Communication is key
December 8th, 2008
Last week I attended Earnhill Primary School to celebrate the 40th anniversary of the Garvel Deaf Centre.
I thoroughly enjoyed the event, which got me thinking about the challenges deaf people have faced in the past and today.
This area has a long tradition of involvement with deaf education and it was no less than Alexander Graham Bell who helped form the Greenock Articulation School 130 years ago within the old Greenock Academy.
It later moved to Ardgowan Primary and was still based there during my own days at the school.
I was struck even then, more than 45 years ago, in regard to the segration between the deaf and the mainstream pupils, in the playground and the canteen, that thankfully we don’t see today.
My next experience of sign language came in a place I wouldn’t have immediately expected to find it – the shipyards.
With the sheer noise of the machinery, often basic signing was the only way workers could communicate, whether it be to cut a machine off, bring a required tool or to signal time for a much-needed tea break.
The irony of this was that while most people were gaining apprenticeships in the shipyards when they left school, this door in many cases was closed to deaf people because of their percieved disability.

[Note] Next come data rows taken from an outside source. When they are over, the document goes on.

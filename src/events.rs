//! Input events and the process-wide handler registry
//!
//! The registry maps an event kind to an ordered list of handlers and fans a
//! dispatched event out to every handler of its kind, in registration order.
//! There is no priority and no consumption: every handler always runs.
//! Handlers may register or unregister (themselves included) mid-dispatch;
//! an entry removed mid-dispatch is not invoked afterwards, and an entry
//! added mid-dispatch first sees the next event.

use std::cell::RefCell;
use std::collections::HashMap;
use std::rc::Rc;

use log::trace;

use crate::context::UiContext;
use crate::geometry::{Point, Size};

/// Pointer button identity. Layout only reacts to the primary button, but
/// the value is passed through to click callbacks untouched.
#[derive(Clone, Copy, Debug, Default, PartialEq, Eq)]
pub enum PointerButton {
    #[default]
    Primary,
    Secondary,
    Middle,
}

/// A discrete input event supplied by the host.
#[derive(Clone, Debug)]
pub enum Event {
    PointerDown {
        position: Point,
        button: PointerButton,
    },
    PointerUp {
        position: Point,
        button: PointerButton,
    },
    PointerMove {
        position: Point,
        /// Movement since the previous pointer-move.
        delta: Point,
    },
    ViewportResize {
        size: Size,
    },
}

impl Event {
    pub fn kind(&self) -> EventKind {
        match self {
            Event::PointerDown { .. } => EventKind::PointerDown,
            Event::PointerUp { .. } => EventKind::PointerUp,
            Event::PointerMove { .. } => EventKind::PointerMove,
            Event::ViewportResize { .. } => EventKind::ViewportResize,
        }
    }

    /// Pointer location, if the event has one.
    pub fn position(&self) -> Option<Point> {
        match self {
            Event::PointerDown { position, .. }
            | Event::PointerUp { position, .. }
            | Event::PointerMove { position, .. } => Some(*position),
            Event::ViewportResize { .. } => None,
        }
    }
}

/// Kind tag used as the registry key.
#[derive(Clone, Copy, Debug, PartialEq, Eq, Hash)]
pub enum EventKind {
    PointerDown,
    PointerUp,
    PointerMove,
    ViewportResize,
}

/// Identifies one registered handler. Returned by
/// [`EventRegistry::register`] and consumed by [`EventRegistry::unregister`].
#[derive(Clone, Copy, Debug, PartialEq, Eq)]
pub struct HandlerId(u64);

type Handler = Rc<RefCell<dyn FnMut(&Event, &UiContext)>>;

struct Entry {
    id: HandlerId,
    handler: Handler,
}

#[derive(Default)]
struct Inner {
    next_id: u64,
    handlers: HashMap<EventKind, Vec<Entry>>,
}

/// Ordered fan-out dispatch of input events.
#[derive(Default)]
pub struct EventRegistry {
    inner: RefCell<Inner>,
}

impl EventRegistry {
    pub fn new() -> Self {
        Self::default()
    }

    /// Register a handler for one event kind. Handlers for a kind run in
    /// registration order; there is no ordering across kinds.
    pub fn register(
        &self,
        kind: EventKind,
        handler: impl FnMut(&Event, &UiContext) + 'static,
    ) -> HandlerId {
        let mut inner = self.inner.borrow_mut();
        inner.next_id += 1;
        let id = HandlerId(inner.next_id);
        inner.handlers.entry(kind).or_default().push(Entry {
            id,
            handler: Rc::new(RefCell::new(handler)),
        });
        trace!("registered handler {id:?} for {kind:?}");
        id
    }

    /// Remove a handler from every kind it was registered for.
    pub fn unregister(&self, id: HandlerId) {
        let mut inner = self.inner.borrow_mut();
        for entries in inner.handlers.values_mut() {
            entries.retain(|entry| entry.id != id);
        }
    }

    /// Number of handlers currently registered for a kind.
    pub fn handler_count(&self, kind: EventKind) -> usize {
        self.inner
            .borrow()
            .handlers
            .get(&kind)
            .map_or(0, Vec::len)
    }

    /// Invoke every handler registered for the event's kind, in registration
    /// order. Runs each handler to completion before the next; handlers may
    /// mutate the registry re-entrantly.
    pub fn dispatch(&self, event: &Event, ctx: &UiContext) {
        let snapshot: Vec<(HandlerId, Handler)> = {
            let inner = self.inner.borrow();
            inner
                .handlers
                .get(&event.kind())
                .map(|entries| {
                    entries
                        .iter()
                        .map(|entry| (entry.id, Rc::clone(&entry.handler)))
                        .collect()
                })
                .unwrap_or_default()
        };

        for (id, handler) in snapshot {
            if !self.is_registered(id, event.kind()) {
                continue;
            }
            (&mut *handler.borrow_mut())(event, ctx);
        }
    }

    fn is_registered(&self, id: HandlerId, kind: EventKind) -> bool {
        self.inner
            .borrow()
            .handlers
            .get(&kind)
            .is_some_and(|entries| entries.iter().any(|entry| entry.id == id))
    }
}

#[cfg(test)]
mod tests {
    use std::rc::Rc;

    use super::*;

    fn pointer_down(x: i32, y: i32) -> Event {
        Event::PointerDown {
            position: Point::new(x, y),
            button: PointerButton::Primary,
        }
    }

    #[test]
    fn test_dispatch_runs_handlers_in_registration_order() {
        let ctx = UiContext::default();
        let order = Rc::new(RefCell::new(Vec::new()));

        for tag in ["first", "second", "third"] {
            let order = Rc::clone(&order);
            ctx.events()
                .register(EventKind::PointerDown, move |_, _| {
                    order.borrow_mut().push(tag);
                });
        }

        ctx.dispatch(&pointer_down(0, 0));
        assert_eq!(*order.borrow(), vec!["first", "second", "third"]);
    }

    #[test]
    fn test_dispatch_only_reaches_matching_kind() {
        let ctx = UiContext::default();
        let hits = Rc::new(RefCell::new(0));

        let hits_clone = Rc::clone(&hits);
        ctx.events().register(EventKind::PointerUp, move |_, _| {
            *hits_clone.borrow_mut() += 1;
        });

        ctx.dispatch(&pointer_down(0, 0));
        assert_eq!(*hits.borrow(), 0);

        ctx.dispatch(&Event::PointerUp {
            position: Point::ZERO,
            button: PointerButton::Primary,
        });
        assert_eq!(*hits.borrow(), 1);
    }

    #[test]
    fn test_unregister_removes_from_all_kinds() {
        let ctx = UiContext::default();
        let hits = Rc::new(RefCell::new(0));

        let hits_down = Rc::clone(&hits);
        let id = ctx.events().register(EventKind::PointerDown, move |_, _| {
            *hits_down.borrow_mut() += 1;
        });
        assert_eq!(ctx.events().handler_count(EventKind::PointerDown), 1);

        ctx.events().unregister(id);
        assert_eq!(ctx.events().handler_count(EventKind::PointerDown), 0);

        ctx.dispatch(&pointer_down(0, 0));
        assert_eq!(*hits.borrow(), 0);
    }

    #[test]
    fn test_handler_removed_mid_dispatch_is_skipped() {
        let ctx = UiContext::default();
        let removed_ran = Rc::new(RefCell::new(false));

        // First handler unregisters the second before it runs.
        let victim_slot = Rc::new(RefCell::new(None));
        let slot = Rc::clone(&victim_slot);
        ctx.events().register(EventKind::PointerDown, move |_, ctx| {
            if let Some(id) = *slot.borrow() {
                ctx.events().unregister(id);
            }
        });

        let flag = Rc::clone(&removed_ran);
        let victim = ctx.events().register(EventKind::PointerDown, move |_, _| {
            *flag.borrow_mut() = true;
        });
        *victim_slot.borrow_mut() = Some(victim);

        ctx.dispatch(&pointer_down(0, 0));
        assert!(!*removed_ran.borrow());
    }
}
//! Widget system - the layout tree and its three-phase update contract
//!
//! Every node carries a [`WidgetCore`] (identity, rect, invalidation flags)
//! and implements [`Widget`]. The update protocol runs, in strict order,
//! whichever phases a node's dirty flags request:
//!
//! 1. *Recalculate* - compute the node's size under the constraints offered
//!    by its parent (a parentless node offers itself its own rect),
//!    recursing into children with derived constraints.
//! 2. *Reposition* - store the absolute origin handed down by the parent and
//!    place children relative to it.
//! 3. *Redraw* - regenerate the node's drawable output. Containers produce
//!    none; the phase still walks children so leaves refresh independently.
//!
//! Recalculate always precedes reposition: placement for several policies
//! depends on sizes computed in the same pass, and a node must never be
//! positioned from stale size data. All three flags are set at construction
//! so a fresh node always runs the full protocol on first update.

pub mod align;
pub mod axial;
pub mod button;
pub mod fraction;
pub mod fullscreen;
pub mod padding;
pub mod panel;
pub mod stack;
pub mod window;

use std::fmt;

use bitflags::bitflags;
use uuid::Uuid;

pub use align::{Align, HAlignment, VAlignment};
pub use axial::{Axial, MainAxisSize};
pub use button::Button;
pub use fraction::Fraction;
pub use fullscreen::Fullscreen;
pub use padding::{Padding, PaddingValue};
pub use panel::Panel;
pub use stack::Stack;
pub use window::{Desktop, Window, WindowStyle};

use crate::context::UiContext;
use crate::drawable::Drawable;
use crate::error::LayoutError;
use crate::geometry::{Point, Rect, Size};

bitflags! {
    /// Pending phases of the update protocol.
    #[derive(Clone, Copy, Debug, PartialEq, Eq)]
    pub struct Dirty: u8 {
        const RECALCULATE = 1 << 0;
        const REPOSITION = 1 << 1;
        const REDRAW = 1 << 2;
    }
}

/// Opaque widget identity, generated when not supplied.
#[derive(Clone, Copy, Debug, PartialEq, Eq, Hash)]
pub struct WidgetId(Uuid);

impl WidgetId {
    pub fn generate() -> Self {
        Self(Uuid::new_v4())
    }
}

impl fmt::Display for WidgetId {
    fn fmt(&self, f: &mut fmt::Formatter<'_>) -> fmt::Result {
        self.0.fmt(f)
    }
}

/// Per-node state shared by every widget: identity, rect, invalidation
/// flags, the non-owning parent link and the last-produced drawable.
///
/// The rect is only consistent while both RECALCULATE and REPOSITION are
/// clear.
pub struct WidgetCore {
    id: WidgetId,
    rect: Rect,
    constraint: Option<Size>,
    dirty: Dirty,
    parent: Option<WidgetId>,
    visible: bool,
    drawable: Option<Drawable>,
}

impl WidgetCore {
    /// A core with a generated id and no explicit rect. Such a node must be
    /// attached to a container before its first update.
    pub fn new() -> Self {
        Self::with_parts(None, None)
    }

    pub fn with_parts(id: Option<WidgetId>, rect: Option<Rect>) -> Self {
        Self {
            id: id.unwrap_or_else(WidgetId::generate),
            rect: rect.unwrap_or(Rect::ZERO),
            constraint: rect.map(|r| r.size()),
            dirty: Dirty::all(),
            parent: None,
            visible: true,
            drawable: None,
        }
    }

    pub fn id(&self) -> WidgetId {
        self.id
    }

    pub fn rect(&self) -> Rect {
        self.rect
    }

    pub fn rect_mut(&mut self) -> &mut Rect {
        &mut self.rect
    }

    /// The externally-supplied size constraint, `None` when unconstrained.
    pub fn constraint(&self) -> Option<Size> {
        self.constraint
    }

    /// Install an explicit rect after construction, recording it as the
    /// node's size constraint.
    pub fn assign_rect(&mut self, rect: Rect) {
        self.rect = rect;
        self.constraint = Some(rect.size());
        self.dirty = Dirty::all();
    }

    pub fn assign_id(&mut self, id: WidgetId) {
        self.id = id;
    }

    pub fn parent(&self) -> Option<WidgetId> {
        self.parent
    }

    pub fn dirty(&self) -> Dirty {
        self.dirty
    }

    pub fn mark(&mut self, flags: Dirty) {
        self.dirty |= flags;
    }

    pub fn clear(&mut self, flags: Dirty) {
        self.dirty &= !flags;
    }

    pub fn needs(&self, flags: Dirty) -> bool {
        self.dirty.intersects(flags)
    }

    pub fn is_visible(&self) -> bool {
        self.visible
    }

    pub fn set_visible(&mut self, visible: bool) {
        self.visible = visible;
    }

    pub fn drawable(&self) -> Option<&Drawable> {
        self.drawable.as_ref()
    }

    pub(crate) fn set_drawable(&mut self, drawable: Option<Drawable>) {
        self.drawable = drawable;
    }
}

impl Default for WidgetCore {
    fn default() -> Self {
        Self::new()
    }
}

/// A node of the layout tree.
///
/// Implementors provide the three hooks (`measure`, `place`, `draw`); the
/// protocol around them - flag bookkeeping, rect storage, recursion order -
/// is supplied by the provided methods and should not be overridden.
pub trait Widget {
    fn core(&self) -> &WidgetCore;

    fn core_mut(&mut self) -> &mut WidgetCore;

    /// Compute this node's size under the offered constraints, recursing
    /// into children with derived constraints. Returns the size the
    /// protocol stores into the rect.
    fn measure(&mut self, max: Size, ctx: &UiContext) -> Size;

    /// Place children given this node's absolute origin. The origin is
    /// already stored; policies that offset themselves (Align) may move it.
    fn place(&mut self, _origin: Point, _ctx: &UiContext) {}

    /// Regenerate visual output from current size and style. Containers
    /// produce none.
    fn draw(&mut self, _ctx: &UiContext) -> Option<Drawable> {
        None
    }

    /// Children in draw/z order. Leaves keep the default.
    fn children(&self) -> &[Box<dyn Widget>] {
        &[]
    }

    fn children_mut(&mut self) -> &mut [Box<dyn Widget>] {
        &mut []
    }

    /// Record this node's owning container. Fails when the node is already
    /// attached elsewhere, or refuses parenting outright (Fullscreen).
    fn set_parent(&mut self, parent: WidgetId) -> Result<(), LayoutError> {
        let core = self.core_mut();
        if core.parent.is_some() {
            return Err(LayoutError::AlreadyAttached(core.id));
        }
        core.parent = Some(parent);
        Ok(())
    }

    /// Recalculate phase: clears RECALCULATE, runs `measure`, stores the
    /// result. A size change marks REDRAW so the drawable is regenerated at
    /// the new size even when the parent, not the node, initiated the pass.
    fn calculate_size(&mut self, max: Size, ctx: &UiContext) -> Size {
        self.core_mut().clear(Dirty::RECALCULATE);
        let size = self.measure(max, ctx);
        let core = self.core_mut();
        if core.rect.size() != size {
            core.mark(Dirty::REDRAW);
        }
        core.rect.set_size(size);
        size
    }

    /// Reposition phase: clears REPOSITION, stores the origin, runs `place`.
    fn set_placement(&mut self, origin: Point, ctx: &UiContext) {
        let core = self.core_mut();
        core.clear(Dirty::REPOSITION);
        core.rect.set_origin(origin);
        self.place(origin, ctx);
    }

    /// Redraw phase: children first, then this node's drawable if REDRAW is
    /// pending.
    fn refresh(&mut self, ctx: &UiContext) {
        for child in self.children_mut() {
            child.refresh(ctx);
        }
        if self.core().needs(Dirty::REDRAW) {
            let drawable = self.draw(ctx);
            let core = self.core_mut();
            core.set_drawable(drawable);
            core.clear(Dirty::REDRAW);
        }
    }

    /// Per-tick entry point for parentless nodes: runs whichever phases are
    /// pending, offering the node its own rect as the constraint.
    fn update(&mut self, ctx: &UiContext) {
        debug_assert!(
            self.core().parent.is_some() || self.core().constraint.is_some(),
            "cannot determine size and position of widget {}: it has no parent and no explicit rect",
            self.core().id
        );

        if self.core().needs(Dirty::RECALCULATE) {
            let max = self.core().rect.size();
            self.calculate_size(max, ctx);
            self.core_mut().mark(Dirty::REDRAW);
        }

        if self.core().needs(Dirty::REPOSITION) {
            let origin = self.core().rect.origin();
            self.set_placement(origin, ctx);
            self.core_mut().mark(Dirty::REDRAW);
        }

        self.refresh(ctx);
    }

    /// Builder: supply an explicit rect (position plus size constraint).
    fn with_rect(mut self, rect: Rect) -> Self
    where
        Self: Sized,
    {
        self.core_mut().assign_rect(rect);
        self
    }

    /// Builder: supply an explicit id instead of a generated one.
    fn with_id(mut self, id: WidgetId) -> Self
    where
        Self: Sized,
    {
        self.core_mut().assign_id(id);
        self
    }
}

/// Attach each child to `parent`, in order. Used by container constructors.
pub(crate) fn adopt(
    parent: WidgetId,
    children: &mut [Box<dyn Widget>],
) -> Result<(), LayoutError> {
    for child in children.iter_mut() {
        child.set_parent(parent)?;
    }
    Ok(())
}

/// Walk a subtree depth-first, collecting every visible drawable with its
/// absolute origin, in draw order. This is the scene an external compositor
/// consumes.
pub fn collect_scene(widget: &dyn Widget, out: &mut Vec<(Point, Drawable)>) {
    let core = widget.core();
    if !core.is_visible() {
        return;
    }
    if let Some(drawable) = core.drawable() {
        out.push((core.rect().origin(), drawable.clone()));
    }
    for child in widget.children() {
        collect_scene(child.as_ref(), out);
    }
}

#[cfg(test)]
pub(crate) mod testing {
    //! Instrumented leaf widget shared by the layout policy tests.

    use std::cell::RefCell;
    use std::rc::Rc;

    use super::*;

    /// Records every constraint offer, placement and draw; reports a fixed
    /// natural extent per axis, or greedily adopts the full offer.
    pub struct Probe {
        core: WidgetCore,
        pub natural_width: Option<i32>,
        pub natural_height: Option<i32>,
        pub log: Rc<RefCell<ProbeLog>>,
    }

    #[derive(Default)]
    pub struct ProbeLog {
        pub offers: Vec<Size>,
        pub placements: Vec<Point>,
        pub draws: u32,
    }

    impl Probe {
        pub fn greedy() -> Self {
            Self {
                core: WidgetCore::new(),
                natural_width: None,
                natural_height: None,
                log: Rc::default(),
            }
        }

        pub fn fixed(width: i32, height: i32) -> Self {
            Self {
                natural_width: Some(width),
                natural_height: Some(height),
                ..Self::greedy()
            }
        }

        pub fn fixed_height(height: i32) -> Self {
            Self {
                natural_height: Some(height),
                ..Self::greedy()
            }
        }

        pub fn log_handle(&self) -> Rc<RefCell<ProbeLog>> {
            Rc::clone(&self.log)
        }
    }

    impl Widget for Probe {
        fn core(&self) -> &WidgetCore {
            &self.core
        }

        fn core_mut(&mut self) -> &mut WidgetCore {
            &mut self.core
        }

        fn measure(&mut self, max: Size, _ctx: &UiContext) -> Size {
            self.log.borrow_mut().offers.push(max);
            Size::new(
                self.natural_width.unwrap_or(max.width),
                self.natural_height.unwrap_or(max.height),
            )
        }

        fn place(&mut self, origin: Point, _ctx: &UiContext) {
            self.log.borrow_mut().placements.push(origin);
        }

        fn draw(&mut self, _ctx: &UiContext) -> Option<Drawable> {
            self.log.borrow_mut().draws += 1;
            Some(Drawable::new(self.core.rect().size(), false))
        }
    }
}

I also have a memory of working with a deaf man who was eventually sacked for taking time off work and being late.
By the time it was discovered six months later he had been battling cancer during those days he was struggling at his work, the man had passed away.
The failure of his employers, his trade unions and even the doctors who diagnosed him too late to understand his problems, cost him his job and later his life.
Back at Garvel, the children acted out a similar, if a little less tragic, story to highlight the problems they face in everyday life.
It told the story of a pupil who had a sore leg but doctors and nurses couldn’t figure out what was wrong with him because of their inability to communicate with him.
It proves that while much progress has been made to include children and adults with hearing difficulties, there are serious consequences if we allow communication to become a barrier.